Il y aurait eu moins de croissance

Afin d’évaluer la contribution du bouclier tarifaire dans l’explication de ces performances économiques, on doit répondre à deux questions : (i) que se serait-il passé si le bouclier tarifaire n’avait pas été mis en place en 2022 et en 2023 ? ; (ii) que se passera-t-il s’il n’est pas reconduit en 2023, sachant qu’il s’est appliqué en 2022 ?

Pour un coût budgétaire que nous évaluons à 58 milliards pour 2022 et 52 milliards pour 2023, le gain de croissance serait de 1,75 point pour 2022 et de 0,08 point pour 2023. Ce surplus de croissance induit par le bouclier tarifaire est obtenu dans un contexte d’inflation « contenue » : cette mesure aurait réduit l’inflation de 1,1 point en 2022 et de 1,8 point en 2023.

Notre évaluation de l’impact du bouclier tarifaire sur l’inflation, publié dans une récente note du Centre pour la recherche économique et ses applications (Cepremap) est donc plus faible que celle de l’Institut national de la statistique et des études économiques (Insee). En effet, les reports de consommation qui contractent la demande courante et donc réduisent les tensions inflationnistes sont ici pris en compte, ainsi que des baisses de marges concédées par les entreprises dans ce contexte de forte hausse des coûts.

La boucle prix-salaires se serait activée

Le succès du bouclier tarifaire tient à son rôle de frein dans la boucle prix-salaire. Sans cette mesure, les plus fortes tensions inflationnistes engendreraient de plus forts accroissements de salaires et une fragilisation de la croissance, les coûts plus élevés du travail réduisant l’emploi. De plus, même si l’inflation française ne représente qu’une fraction de l’inflation européenne, ce surcroît d’inflation induira à terme une plus forte hausse des taux directeurs de la Banque centrale européenne (BCE) qui viendront aussi freiner l’activité économique.

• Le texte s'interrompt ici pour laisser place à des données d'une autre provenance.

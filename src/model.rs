// 该文件是 Qianmu （千目观澜） 项目的一部分。
// src/model.rs - 推理后端抽象与原始预测定义
//
// 本程序遵循 GNU Affero 通用公共许可证（AGPL）许可协议。
// 本程序的发布旨在提供实用价值，但不作任何形式的担保，
// 包括但不限于对适销性或特定用途适用性的默示担保。
// 更多详情请参阅 GNU 通用公共许可证。
//
// Copyright (C) 2026 Johann Li <me@qinka.pro>, ETVP

use thiserror::Error;
use tracing::{debug, info};
use url::Url;

use crate::{FromUrl, FromUrlWithScheme, frame::RgbNchwTensor};

/// 每个锚点的几何与目标性字段数: cx, cy, w, h, objectness
pub const ANCHOR_FIELDS: usize = 5;

/// 加速器的原始预测输出
///
/// 连续的 f32 缓冲，按锚点排列，每个锚点为
/// `[cx, cy, w, h, objectness, class_scores..]`，坐标位于信箱画布坐标系。
#[derive(Debug, Clone)]
pub struct RawOutput {
  data: Box<[f32]>,
  num_classes: usize,
}

#[derive(Error, Debug)]
pub enum RawOutputError {
  #[error("预测缓冲长度 {len} 不是锚点步长 {stride} 的整数倍")]
  ShapeMismatch { len: usize, stride: usize },
}

impl RawOutput {
  pub fn new(data: Vec<f32>, num_classes: usize) -> Result<Self, RawOutputError> {
    let stride = ANCHOR_FIELDS + num_classes;
    if stride == ANCHOR_FIELDS || data.len() % stride != 0 {
      return Err(RawOutputError::ShapeMismatch {
        len: data.len(),
        stride,
      });
    }
    Ok(Self {
      data: data.into_boxed_slice(),
      num_classes,
    })
  }

  /// 锚点步长: 5 + 类别数
  pub fn stride(&self) -> usize {
    ANCHOR_FIELDS + self.num_classes
  }

  pub fn num_anchors(&self) -> usize {
    self.data.len() / self.stride()
  }

  pub fn num_classes(&self) -> usize {
    self.num_classes
  }

  /// 第 index 个锚点的字段切片
  pub fn anchor(&self, index: usize) -> &[f32] {
    let stride = self.stride();
    &self.data[index * stride..(index + 1) * stride]
  }
}

/// 推理后端能力接口
///
/// 流水线只依赖这一个窄接口：张量进，原始预测出。
/// 真实的 NPU 驱动、软件回退等都在该接口之后实现，核心不感知设备 API。
pub trait Backend {
  type Error: std::error::Error + Send + Sync + 'static;

  fn infer(&self, input: &RgbNchwTensor) -> Result<RawOutput, Self::Error>;

  /// 该模型的类别数，决定锚点步长
  fn num_classes(&self) -> usize;
}

#[derive(Error, Debug)]
pub enum ReplayError {
  #[error("模型路径错误: {0}")]
  ModelPathError(String),
  #[error("模型加载错误: {0}")]
  ModelLoadError(#[from] std::io::Error),
  #[error("预测形状无效: {0}")]
  ShapeInvalid(#[from] RawOutputError),
}

/// 回放后端：从转储文件读取一次真实推理的原始输出
///
/// 用于在没有加速器硬件的环境里离线驱动整条流水线。
/// 文件内容为小端 f32 的平铺预测缓冲。
pub struct ReplayBackend {
  output: RawOutput,
}

const REPLAY_SCHEME: &str = "replay";
const REPLAY_DEFAULT_CLASSES: usize = 80;

impl FromUrlWithScheme for ReplayBackend {
  const SCHEME: &'static str = REPLAY_SCHEME;
}

impl FromUrl for ReplayBackend {
  type Error = ReplayError;

  fn from_url(url: &Url) -> Result<Self, Self::Error> {
    if url.scheme() != REPLAY_SCHEME {
      return Err(ReplayError::ModelPathError(format!(
        "模型路径必须使用 {} 方案",
        REPLAY_SCHEME
      )));
    }

    let num_classes = url
      .query_pairs()
      .find(|(k, _)| k == "classes")
      .and_then(|(_, v)| v.parse().ok())
      .unwrap_or(REPLAY_DEFAULT_CLASSES);

    info!("加载预测转储文件: {}", url.path());
    let bytes = std::fs::read(url.path())?;
    debug!("转储文件大小: {:.2} KB", bytes.len() as f64 / 1024.0);

    let data = bytes
      .chunks_exact(4)
      .map(|chunk| f32::from_le_bytes([chunk[0], chunk[1], chunk[2], chunk[3]]))
      .collect::<Vec<_>>();

    let output = RawOutput::new(data, num_classes)?;
    info!(
      "转储加载完成: {} 个锚点, {} 个类别",
      output.num_anchors(),
      output.num_classes()
    );

    Ok(ReplayBackend { output })
  }
}

impl Backend for ReplayBackend {
  type Error = ReplayError;

  fn infer(&self, input: &RgbNchwTensor) -> Result<RawOutput, Self::Error> {
    debug!("回放推理: 输入形状 {:?}", input.shape());
    Ok(self.output.clone())
  }

  fn num_classes(&self) -> usize {
    self.output.num_classes()
  }
}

Si le bouclier tarifaire, en application en 2022, n’était pas reconduit en 2023, et ce de façon non anticipée, alors les prévisions pour 2022 ne seraient pas modifiées mais celles pour l’année 2023 seraient dégradées : la croissance serait presque divisée par deux (passage de 1 % à 0,55 %) et il y aurait 0,4 point d’inflation en plus.

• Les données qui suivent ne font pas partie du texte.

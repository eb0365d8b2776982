// 该文件是 Qianmu （千目观澜） 项目的一部分。
// src/output/save_detect.rs - 保存检测结果（图像 + 旁车报告）
//
// 本文件根据 Apache 许可证第 2.0 版（以下简称“许可证”）授权使用；
// 除非遵守该许可证条款，否则您不得使用本文件。
// 您可通过以下网址获取许可证副本：
// http://www.apache.org/licenses/LICENSE-2.0
// 除非适用法律要求或书面同意，根据本许可协议分发的软件均按“原样”提供，
// 不附带任何形式的明示或暗示的保证或条件。
// 有关许可权限与限制的具体条款，请参阅本许可协议。
//
// Copyright (C) 2026 Johann Li <me@qinka.pro>, Wareless Group

use std::io::Write;
use std::path::{Path, PathBuf};

use chrono::Utc;
use image::RgbImage;
use serde_json::json;
use thiserror::Error;
use tracing::{info, warn};
use url::Url;

use crate::{
  FromUrl, FromUrlWithScheme,
  output::{Render, draw::Draw},
  pipeline::Detection,
};

#[derive(Error, Debug)]
pub enum SaveDetectError {
  #[error("URI 方案不匹配: {0}")]
  SchemeMismatch(String),
  #[error("I/O 错误: {0}")]
  IoError(#[from] std::io::Error),
  #[error("图像错误: {0}")]
  ImageError(#[from] image::ImageError),
  #[error("报告序列化错误: {0}")]
  JsonError(#[from] serde_json::Error),
}

/// 检测结果落盘输出
///
/// 写出标注图像、`.txt` 旁车报告（计数 + 每个检测一行）
/// 和携带时间戳的 `.json` 报告。
pub struct SaveDetectOutput {
  path: PathBuf,
  draw: Draw,
}

const SAVE_DETECT_SCHEME: &str = "image";

impl FromUrlWithScheme for SaveDetectOutput {
  const SCHEME: &'static str = SAVE_DETECT_SCHEME;
}

impl FromUrl for SaveDetectOutput {
  type Error = SaveDetectError;

  fn from_url(uri: &Url) -> Result<Self, Self::Error> {
    if uri.scheme() != Self::SCHEME {
      return Err(SaveDetectError::SchemeMismatch(format!(
        "期望保存方式 '{}', 实际保存方式 '{}'",
        Self::SCHEME,
        uri.scheme()
      )));
    }

    Ok(SaveDetectOutput {
      path: PathBuf::from(uri.path()),
      draw: Draw::default(),
    })
  }
}

impl SaveDetectOutput {
  pub fn new(path: impl Into<PathBuf>) -> Self {
    Self {
      path: path.into(),
      draw: Draw::default(),
    }
  }

  pub fn with_draw(mut self, draw: Draw) -> Self {
    self.draw = draw;
    self
  }

  fn save_image(&self, image: &RgbImage) -> Result<(), SaveDetectError> {
    if let Some(parent) = Path::new(&self.path).parent()
      && !parent.as_os_str().is_empty()
    {
      std::fs::create_dir_all(parent)?;
    }

    image.save(&self.path)?;
    info!("保存图像到文件: {}", self.path.display());
    Ok(())
  }

  fn save_text_report(&self, detections: &[Detection]) -> Result<(), SaveDetectError> {
    let path = self.path.with_extension("txt");
    let mut file = std::fs::File::create(&path)?;

    writeln!(file, "Count: {}", detections.len())?;
    for det in detections {
      writeln!(
        file,
        "{} {:.4} {:?}",
        det.class_name, det.confidence, det.bbox
      )?;
    }

    info!("保存文本报告: {}", path.display());
    Ok(())
  }

  fn save_json_report(&self, detections: &[Detection]) -> Result<(), SaveDetectError> {
    let path = self.path.with_extension("json");
    let report = json!({
      "time": Utc::now().to_rfc3339(),
      "count": detections.len(),
      "detections": detections.iter().map(|det| json!({
        "class": det.class_name,
        "class_id": det.class_id,
        "confidence": det.confidence,
        "bbox": det.bbox,
      })).collect::<Vec<_>>(),
    });

    std::fs::write(&path, serde_json::to_string_pretty(&report)?)?;
    info!("保存 JSON 报告: {}", path.display());
    Ok(())
  }
}

impl Render for SaveDetectOutput {
  type Error = SaveDetectError;

  fn render_result(&self, image: &RgbImage, detections: &[Detection]) -> Result<(), Self::Error> {
    let annotated = self.draw.draw_detections(image, detections);
    self.save_image(&annotated)?;
    self.save_text_report(detections)?;
    if let Err(e) = self.save_json_report(detections) {
      // JSON 报告是补充产物，失败降级为告警
      warn!("JSON 报告写入失败: {}", e);
    }
    Ok(())
  }
}

#[cfg(test)]
mod tests {
  use super::*;

  fn detection(name: &str, confidence: f32, bbox: [i32; 4]) -> Detection {
    Detection {
      class_id: 0,
      class_name: name.to_string(),
      confidence,
      bbox,
    }
  }

  #[test]
  fn writes_image_and_sidecar_reports() {
    let dir = std::env::temp_dir().join("qianmu_save_detect_test");
    let path = dir.join("result.png");
    let output = SaveDetectOutput::new(&path);

    let image = RgbImage::from_pixel(32, 32, image::Rgb([10, 10, 10]));
    let detections = vec![
      detection("person", 0.8765, [1, 2, 20, 30]),
      detection("dog", 0.5, [4, 4, 10, 10]),
    ];

    output.render_result(&image, &detections).unwrap();

    let text = std::fs::read_to_string(dir.join("result.txt")).unwrap();
    assert!(text.starts_with("Count: 2\n"));
    assert!(text.contains("person 0.8765 [1, 2, 20, 30]"));

    let report: serde_json::Value =
      serde_json::from_str(&std::fs::read_to_string(dir.join("result.json")).unwrap()).unwrap();
    assert_eq!(report["count"], 2);
    assert_eq!(report["detections"][1]["class"], "dog");
    assert!(report["time"].is_string());

    assert!(dir.join("result.png").exists());
    let _ = std::fs::remove_dir_all(&dir);
  }
}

Ce surcroît d’inflation induit par la non-reconduction du bouclier tarifaire en 2023 peut sembler modeste. En effet, l’effet mécanique de l’arrêt du bouclier est inflationniste, les prix « subventionnés » devenant les prix « effectifs ». Toutefois, comme le bouclier de 2022 a permis de ne pas enclencher une boucle prix-salaire qui était au maximum de sa puissante au moment de la forte hausse des prix de l’énergie (c’est-à-dire en 2022), l’inflation s’accroît modestement par rapport au scénario avec un bouclier sur deux années.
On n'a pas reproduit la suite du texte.